Angie Shaneyfelt: It Is and it’s windy. And I’m sure if these white buildings were not here, I just saw it Saturday looking out my back door. My husband noticed it. The wind was blowing and it was the pile. You could see, physically see the dust just swooping up and just blowing. He was like, Ange, come look at this. The coal is just, the dust is flying and he doesn’t pay attention to anything outside of four walls of our house. So, for him to notice it? No offense to him, but he is older and he doesn’t care unless there’s fire engine lights outside of our door and I’m the one that goes out and looks.
Maximillian Alvarez: But again, all to the point that you can’t even enjoy a beautiful day like this with your community without worrying about what you’re inhaling.
Angie Shaneyfelt: Am I going to have an asthma attack? My kids have seasonal asthma, coal and pollen. And that’s not anything anybody wants. Just the stickiness of that into your lungs. , I’ve had to use inhalers when I never had to before.
Maximillian Alvarez: One of the most tragic lines from that podcast I did with some of your neighbors a couple of weeks ago was from a woman who said, “I know so many people who walk around with oxygen tanks.”
Angie Shaneyfelt:
My kids don’t go on field trips without carrying an inhaler with them just in case because they’re going somewhere else outside of here. It’s almost like a dome effect. They’re going to be breathing in fresh air. So when you get fresh air in, it’s got to make room and you’re going to be coughing up stuff possibly.
Maximillian Alvarez:
Well, and I know I got to let you go in a second, but I wanted to just ask if you could say a little more about the peer explosion in 2021, I guess for listeners who will link to some articles about it in the show notes, but can you just take us back to that moment and why, what it meant for you and getting into the fight and what you were doing here today, what the purpose of this gathering is?
Angie Shaneyfelt:
Well, to start, I had covid on that day. It was when they had the 10 day quarantine. I lost my sense of smell and and you’ll see why that’s so important in a second. My one daughter and myself both had Covid 10th day of quarantine and I was just in my house. So I’m doing what I can just not go insane in one bedroom.

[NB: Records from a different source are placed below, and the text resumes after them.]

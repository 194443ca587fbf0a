use async_trait::async_trait;
use std::sync::Arc;
use tracing::{debug, error, info};

use crate::broker::{Broker, DeliveryHandler, QueuePublisher};
use crate::config::{Config, QueueNames};
use crate::errors::{PipelineError, Result};
use crate::languages::Languages;
use crate::models::{StatusMessage, TranslationRequest, TranslationResult};
use crate::retry::RetryPolicy;
use crate::text_intelligence::TextIntelligence;

pub const TRANSLATION_STARTED: &str = "Translation started.";
pub const TRANSLATION_COMPLETED: &str = "Translation completed.";
pub const TRANSLATION_FAILED: &str = "Translation failed.";

/// Consumes detected requests, translates them and publishes the result on
/// the `translation` queue.
pub struct TranslationWorker {
    text_intelligence: Arc<dyn TextIntelligence>,
    publisher: QueuePublisher,
    queues: QueueNames,
    languages: Languages,
    retry: RetryPolicy,
}

impl TranslationWorker {
    pub fn new(
        text_intelligence: Arc<dyn TextIntelligence>,
        publisher: QueuePublisher,
        queues: QueueNames,
        languages: Languages,
        retry: RetryPolicy,
    ) -> Self {
        Self {
            text_intelligence,
            publisher,
            queues,
            languages,
            retry,
        }
    }

    pub fn from_config(
        config: &Config,
        broker: Arc<dyn Broker>,
        text_intelligence: Arc<dyn TextIntelligence>,
    ) -> Self {
        Self::new(
            text_intelligence,
            QueuePublisher::new(broker, config.retry.max_attempts),
            config.queues.clone(),
            Languages::new(&config.languages),
            RetryPolicy::from_config(&config.retry),
        )
    }

    /// Translate unless both languages match, in which case the text is
    /// returned as is without calling out.
    pub async fn translate_text(&self, text: &str, source_lang: &str, target_lang: &str) -> Result<String> {
        if source_lang == target_lang {
            info!("Source and target languages are the same. Returning original text.");
            return Ok(text.to_string());
        }
        self.text_intelligence
            .translate(text, source_lang, target_lang)
            .await
    }

    /// Process one detected request end to end.
    ///
    /// After the retry budget is spent a failure status goes out and the
    /// error is returned; the caller still acknowledges the message.
    pub async fn process(&self, request: TranslationRequest) -> Result<TranslationResult> {
        let request = self.fill_languages(request);
        let source_lang = request.source_lang.clone().unwrap_or_default();
        let target_lang = request.target_lang.clone().unwrap_or_default();

        self.publish_status(&request.id, TRANSLATION_STARTED).await;

        let pending = &request;
        let (source, target) = (source_lang.as_str(), target_lang.as_str());
        let translated = self
            .retry
            .run("translation", move |_| {
                self.translate_text(&pending.text, source, target)
            })
            .await;

        let translated = match translated {
            Ok(text) => text,
            Err(e) => {
                self.publish_status(&request.id, TRANSLATION_FAILED).await;
                return Err(e);
            }
        };
        info!("Translation result for {}: {}", request.id, translated);

        let result = request.into_result(translated)?;
        if let Err(e) = self
            .publisher
            .publish_json(&self.queues.translation, &result)
            .await
        {
            error!("Error publishing translation result {}: {}", result.id, e);
            self.publish_status(&result.id, TRANSLATION_FAILED).await;
            return Err(e);
        }
        info!("Translation result {} published", result.id);

        self.publish_status(&result.id, TRANSLATION_COMPLETED).await;
        Ok(result)
    }

    fn fill_languages(&self, request: TranslationRequest) -> TranslationRequest {
        let request = match request.source_lang {
            Some(_) => request,
            None => request.with_source_lang(self.languages.default_source()),
        };
        match request.target_lang {
            Some(_) => request,
            None => request.with_target_lang(self.languages.default_target()),
        }
    }

    async fn publish_status(&self, id: &str, message: &str) {
        self.publisher
            .publish_status(&self.queues.status, StatusMessage::for_request(id, message))
            .await;
    }
}

#[async_trait]
impl DeliveryHandler for TranslationWorker {
    async fn handle(&mut self, payload: &[u8]) -> Result<()> {
        let request: TranslationRequest = serde_json::from_slice(payload).map_err(|e| {
            PipelineError::InvalidRequest(format!("undecodable detection message: {e}"))
        })?;
        debug!("Processing message: {:?}", request);

        self.process(request).await.map(|_| ())
    }
}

Maximillian Alvarez: I’ve been there, sis.
Angie Shaneyfelt: I came downstairs, I’m standing in my living room, I think I came down to get a trash bag, . and I’m standing in my living room and you could feel it. Windows are closed. Mind you, we don’t open windows. You could feel it like a sonic boom. So you felt the pressure and it was just increasing. And I’m standing in my house in the middle and I’m looking around and I’m just like, what is going on then? Then I heard it — the boom — and I’m like three blocks up and one block over from where it exploded. Then I’m doing the mental checks that I know that I’ve done before in this community for other things. And I’m just looking around. I’m like, okay, the electric’s on. That’s fine. There’s no busted windows. That’s fine. There’s nobody shooting outside of my house.
Okay, I think I’m fine. Then I look and my daughter, my husband, I’m in quarantine. So he went to Dunking for a Dunking run and he had just wrecked the car a little bit prior to that. So it was even a thing for him to be even driving. And so I look at my kids and my one daughter’s looking at me, she doesn’t know. She’s like looking for direction without saying anything. My other daughter mentally checked out. She doesn’t do fireworks very well, even before this, she doesn’t do balloons very well. I had to tap her on her chin three times to say, it’s okay, it’s okay. And when I looked in her eyes, she was not there. And that’s the scariest thing that I’ve ever even experienced in my life. I’ll take anything over that because what do I have to deal with past that?
My husband later had said that when he was driving up the hill, it felt like the back tires of the car lifted up off the ground. And with him just wrecking a car, he got out. When he turned, he got out and he checked all the way around the car to make sure everything was fine. I don’t know if it actually lifted up but yeah, it was just insane. So just that, and that’s what drove me to her being mentally checked out was what drove me to the city council hearing. And they even wrote notes, they’re 11 now and this was three, four years ago so they were about seven-eight years old. They wrote notes that I read in the city council hearing of their impact and she made a sign for today. CSX or MDE, let us breathe.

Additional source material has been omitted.